Enhancing thermostability of alkaline κ-carrageenase from Pseudoalteromonas tetraodonis by rational design of disulfide bonds

Abstract

The industrial applications of the κ-carrageenases have been restricted by their poor thermostability. In this study, based on the structural information of alkaline κ-carrageenase from Pseudoalteromonas tetraodonis (WT) and with the aid of Disulfide by Design2 computational tool, two disulfide bond mutants of K44C-A119C and T120C-Q250C were identified with improved thermostability and enzymatic activity. K44C-A119C and T120C-Q250C increased the enzyme activity by 19.0% and 7.3%, respectively. After treatment at 50 °C for 30 min, the residual activities of K44C-A119C, T120C-Q250C, and WT were 80.1%, 78.6%, and 45.4%, respectively.
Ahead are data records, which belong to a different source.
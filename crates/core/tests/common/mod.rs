//! In-memory stand-ins for the decoder and protocol client.
//!
//! The fake decoder treats a directory as a valid local store when it holds a
//! `key_data` file; the file's content is the account count (empty means one).
//! This makes the compat normalizer part of every flow: stores written with
//! the drifted `key_datas` name only decode after normalization.

#![allow(dead_code)]

use std::path::{Path, PathBuf};
use std::sync::{Arc, Mutex};

use async_trait::async_trait;
use tdport::client::ClientResult;
use tdport::fingerprint::{HostPlatform, OsFamily};
use tdport::{ApiSpec, ClientError, ClientFactory, ClientParams, DeviceRecord, IdentitySet, LocalStoreDecoder, ProtocolClient, SessionFlag, UserProfile};

pub const SESSION_BYTES: &[u8] = b"fake-session-artifact";

/// Builds a store directory with the given marker file name and account count.
pub fn make_store(dir: &Path, marker: &str, accounts: usize) -> PathBuf {
	std::fs::create_dir_all(dir).expect("store dir");
	std::fs::write(dir.join(marker), accounts.to_string()).expect("marker file");
	dir.to_path_buf()
}

pub fn linux_host() -> HostPlatform {
	HostPlatform {
		family: OsFamily::Linux,
		release: "6.8.0-45-generic".into(),
		pointer_width: 64,
		language: Some("en".into()),
	}
}

pub fn sample_user() -> UserProfile {
	UserProfile {
		id: 4242,
		phone: Some("15550001111".into()),
		username: Some("ada".into()),
		first_name: Some("Ada".into()),
		last_name: None,
		premium: true,
		has_profile_pic: false,
	}
}

/// Scripted client behaviour shared by the decoder and the factory.
#[derive(Clone)]
pub struct Behaviour {
	pub authorized: bool,
	pub authorized_error: bool,
	pub connect_error: bool,
	pub user: Option<UserProfile>,
	pub devices: Option<Vec<DeviceRecord>>,
	pub session_string: String,
	pub write_artifact: bool,
	/// Fail client construction after the artifact was written.
	pub session_error: bool,
}

impl Default for Behaviour {
	fn default() -> Self {
		Self {
			authorized: true,
			authorized_error: false,
			connect_error: false,
			user: Some(sample_user()),
			devices: Some(Vec::new()),
			session_string: "1BQANOTEuMTA4LjU2LjE1MwG7".into(),
			write_artifact: true,
			session_error: false,
		}
	}
}

/// Every client call, in order.
pub type CallLog = Arc<Mutex<Vec<String>>>;

pub struct FakeClient {
	behaviour: Behaviour,
	log: CallLog,
}

impl FakeClient {
	fn record(&self, call: &str) {
		self.log.lock().expect("log").push(call.to_string());
	}
}

#[async_trait]
impl ProtocolClient for FakeClient {
	async fn connect(&mut self) -> ClientResult<()> {
		self.record("connect");
		if self.behaviour.connect_error {
			return Err(ClientError::Remote {
				name: "ConnectionError".into(),
				message: "network unreachable".into(),
			});
		}
		Ok(())
	}

	async fn is_authorized(&mut self) -> ClientResult<bool> {
		self.record("is_authorized");
		if self.behaviour.authorized_error {
			return Err(ClientError::Remote {
				name: "AuthKeyUnregistered".into(),
				message: "auth key revoked".into(),
			});
		}
		Ok(self.behaviour.authorized)
	}

	async fn current_user(&mut self) -> ClientResult<Option<UserProfile>> {
		self.record("current_user");
		Ok(self.behaviour.user.clone())
	}

	async fn export_session_string(&mut self) -> ClientResult<String> {
		self.record("export_session_string");
		Ok(self.behaviour.session_string.clone())
	}

	async fn authorizations(&mut self) -> ClientResult<Vec<DeviceRecord>> {
		self.record("authorizations");
		self.behaviour.devices.clone().ok_or_else(|| ClientError::Remote {
			name: "FloodWait".into(),
			message: "try later".into(),
		})
	}

	async fn disconnect(&mut self) -> ClientResult<()> {
		self.record("disconnect");
		Ok(())
	}
}

/// Local store decoder that also plays the identity set.
#[derive(Clone, Default)]
pub struct FakeDecoder {
	pub behaviour: Behaviour,
	pub log: CallLog,
	pub artifacts: Arc<Mutex<Vec<(PathBuf, SessionFlag, ApiSpec)>>>,
}

impl FakeDecoder {
	pub fn new(behaviour: Behaviour) -> Self {
		Self {
			behaviour,
			..Default::default()
		}
	}

	pub fn calls(&self) -> Vec<String> {
		self.log.lock().expect("log").clone()
	}
}

#[async_trait]
impl LocalStoreDecoder for FakeDecoder {
	async fn open(&self, dir: &Path) -> ClientResult<Box<dyn IdentitySet>> {
		let marker = dir.join("key_data");
		let content = std::fs::read_to_string(&marker).map_err(|_| ClientError::NotFound(dir.display().to_string()))?;
		let accounts = content.trim().parse().unwrap_or(1);
		Ok(Box::new(FakeIdentities {
			accounts,
			decoder: self.clone(),
		}))
	}
}

struct FakeIdentities {
	accounts: usize,
	decoder: FakeDecoder,
}

#[async_trait]
impl IdentitySet for FakeIdentities {
	fn account_count(&self) -> usize {
		self.accounts
	}

	async fn to_client_session(&self, artifact: &Path, flag: SessionFlag, api: ApiSpec) -> ClientResult<Box<dyn ProtocolClient>> {
		self.decoder.artifacts.lock().expect("artifacts").push((artifact.to_path_buf(), flag, api));
		if self.decoder.behaviour.write_artifact {
			std::fs::write(artifact, SESSION_BYTES)?;
		}
		if self.decoder.behaviour.session_error {
			return Err(ClientError::Remote {
				name: "AuthKeyInvalid".into(),
				message: "could not bind converted session".into(),
			});
		}
		Ok(Box::new(FakeClient {
			behaviour: self.decoder.behaviour.clone(),
			log: Arc::clone(&self.decoder.log),
		}))
	}
}

/// Client factory recording the parameters it was asked for.
#[derive(Default)]
pub struct FakeFactory {
	pub behaviour: Behaviour,
	pub log: CallLog,
	pub params: Mutex<Vec<ClientParams>>,
}

impl FakeFactory {
	pub fn new(behaviour: Behaviour) -> Self {
		Self {
			behaviour,
			..Default::default()
		}
	}

	pub fn calls(&self) -> Vec<String> {
		self.log.lock().expect("log").clone()
	}

	pub fn last_params(&self) -> Option<ClientParams> {
		self.params.lock().expect("params").last().cloned()
	}
}

#[async_trait]
impl ClientFactory for FakeFactory {
	async fn from_artifact(&self, params: ClientParams) -> ClientResult<Box<dyn ProtocolClient>> {
		self.params.lock().expect("params").push(params);
		Ok(Box::new(FakeClient {
			behaviour: self.behaviour.clone(),
			log: Arc::clone(&self.log),
		}))
	}
}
The Tm values of K44C-A119C, T120C-Q250C, and WT determined by differential scanning calorimetry were 56.0 °C, 54.8 °C, and 51.2 °C, respectively. The increasement of disulfide bond and its adjacent non-covalent interactions would account for the increased thermostability of the mutants. Molecular dynamics simulation analysis revealed that the improved thermostability and catalytic activities of K44C-A119C and T120C-Q250C could be attributed to the increased flexibility of finger F6 and the less structural deviation in some loops and β-sheets. In addition, the κ-carrageenan hydrolysates by K44C-A119C exhibited higher tyrosinase inhibitory activity than the untreated κ-carrageenan. These findings provide a useful strategy to improve κ-carrageenases’ thermostability and enzyme activity for their better industrial applications.